Garbage in, garbage out.

This is a commonly used axiom in computer science and a threat to a project’s success — the quality of output is largely determined by the quality of input. Therefore, data preparation is the key aspect of any data mining project including the development of a credit scorecard. This is the most challenging and time-consuming phase of the CRISP-DM cycle. At least 70%, sometimes more than 90%, of total project time is dedicated to this activity. It involves data collection, combining multiple data sources, aggregations, transformations, data cleansing, “slicing and dicing,” and looking at the breadth and depth of data to get a clear understanding and to transform the quantity of data into the quality of data so that we can prepare confidently for the next phase — model building.

The previous article of this series discussed the importance of a model design and identified the main components including unit of analysis, population frame, sample size, criterion variable, modeling windows, data sources, and data collection methods. Careful consideration of each of the components is imperative for successful data preparation. The final product of this stage is a mining view encompassing the right level of analysis, modeling population, and independent and dependent variables.

Model design components (image by author)

Data Sources

The more, the merrier

As part of the CRISP-DM data understanding step, any external and internal data sources should provide both quantity and quality. Data must be relevant, accurate, timely, consistent, and complete while being of sufficient and diverse volume to provide a useful result in analysis. For application (origination) scorecards where there is a limited amount of internal data, external data has prevalence. In contrast, behavior scorecards utilize more internal data and are typically superior in terms of predictive power. The common data sources that would be required for customer verification, fraud detection, or credit grant are outlined below.

Data sources diversity (image by author)

The Process

The data preparation process starts with data collection, commonly known as the ETL process (extract-transform-load). Data integration combines different sources using data merging and concatenation. Typically, it requires the manipulation of relational tables using a number of integrity rules such as entity, referential, and domain integrity. Using one-to-one, one-to-many, or many-to-many relationships, the data is aggregated to the desired level of analysis so that a unique customer signature is produced.

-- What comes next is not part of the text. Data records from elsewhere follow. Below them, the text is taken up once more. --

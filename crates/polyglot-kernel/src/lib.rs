//! Polyglot Kernel - the kernel runtime of the polyglot host
//!
//! This crate turns commands into events:
//!
//! - [`Kernel`]: handlers per command kind, middleware, deferred commands
//! - [`CompositeKernel`]: routes commands among named child kernels
//! - [`KernelScheduler`]: one FIFO queue per scheduling scope
//! - [`KernelInvocationContext`]: what a handler sees of its invocation
//! - [`KernelHost`] and proxy kernels: kernels on the other end of a connection
//! - [`ValueKernel`]: named values shared across kernels
//!
//! # Sending a command
//!
//! ```text
//! send ─▶ route (target / selector / own handler / default kernel)
//!      ─▶ split SubmitCode on directives
//!      ─▶ scheduler queue for the target's scope
//!      ─▶ deferred commands ─▶ middleware ─▶ handler
//!      ─▶ exactly one CommandSucceeded / CommandFailed, last
//! ```
//!
//! # Invariants
//!
//! 1. Commands in one scope run one at a time, in submission order
//! 2. Commands in different scopes run concurrently
//! 3. `send` never fails; every failure ends in a `CommandFailed` event
//! 4. A command never visits the same kernel twice

pub mod composite;
pub mod connection;
pub mod context;
pub mod error;
pub mod handler;
pub mod host;
pub mod kernel;
pub mod middleware;
mod proxy;
pub mod scheduler;
pub mod value_kernel;

pub use composite::CompositeKernel;
pub use connection::{in_process_pair, EnvelopeReceiver, EnvelopeSender, KernelConnection};
pub use context::{CommandResult, InvocationStatus, KernelInvocationContext};
pub use error::{ConnectionError, Failure, KernelError, Result, SchedulerError};
pub use handler::{handler_fn, CommandHandler, TypedCommand};
pub use host::KernelHost;
pub use kernel::{Kernel, DEFAULT_HOST};
pub use middleware::{middleware_fn, Middleware, Next};
pub use scheduler::KernelScheduler;
pub use value_kernel::{ValueKernel, VALUE_KERNEL_NAME};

Data preparation process (image by author)

Data exploration and data cleansing are mutually iterative steps. Data exploration includes both univariate and bivariate analysis and ranges from univariate statistics and frequency distributions to correlations, cross-tabulation, and characteristic analysis.

Univariate view with Altair Analytics Workbench (image by author)
Data visualization with Altair RapidMiner (image by author)

Following exploratory data analysis (EDA), the data is treated for better quality. Data cleansing requires good business and data understanding so the data can be interpreted in the right way. This is an iterative process designed to remove irregularities by replacing, modifying, or deleting these irregularities as appropriate. Two major issues with unclean data are missing values and outliers — both can heavily affect the model accuracy and careful intervention is therefore imperative.

Missing Data

Before a decision is made on how to treat missing values, we need to understand the reason for missing data and understand the distribution of missing data. We can categorize it as one of the following:

  • Missing completely at random (MCAR)
  • Missing at random (MAR)
  • Missing not at random (MNAR)

Missing data treatment often assumes MCAR and MAR, while NMAR is more difficult to deal with. The list below provides the common data treatments ordered by complexity.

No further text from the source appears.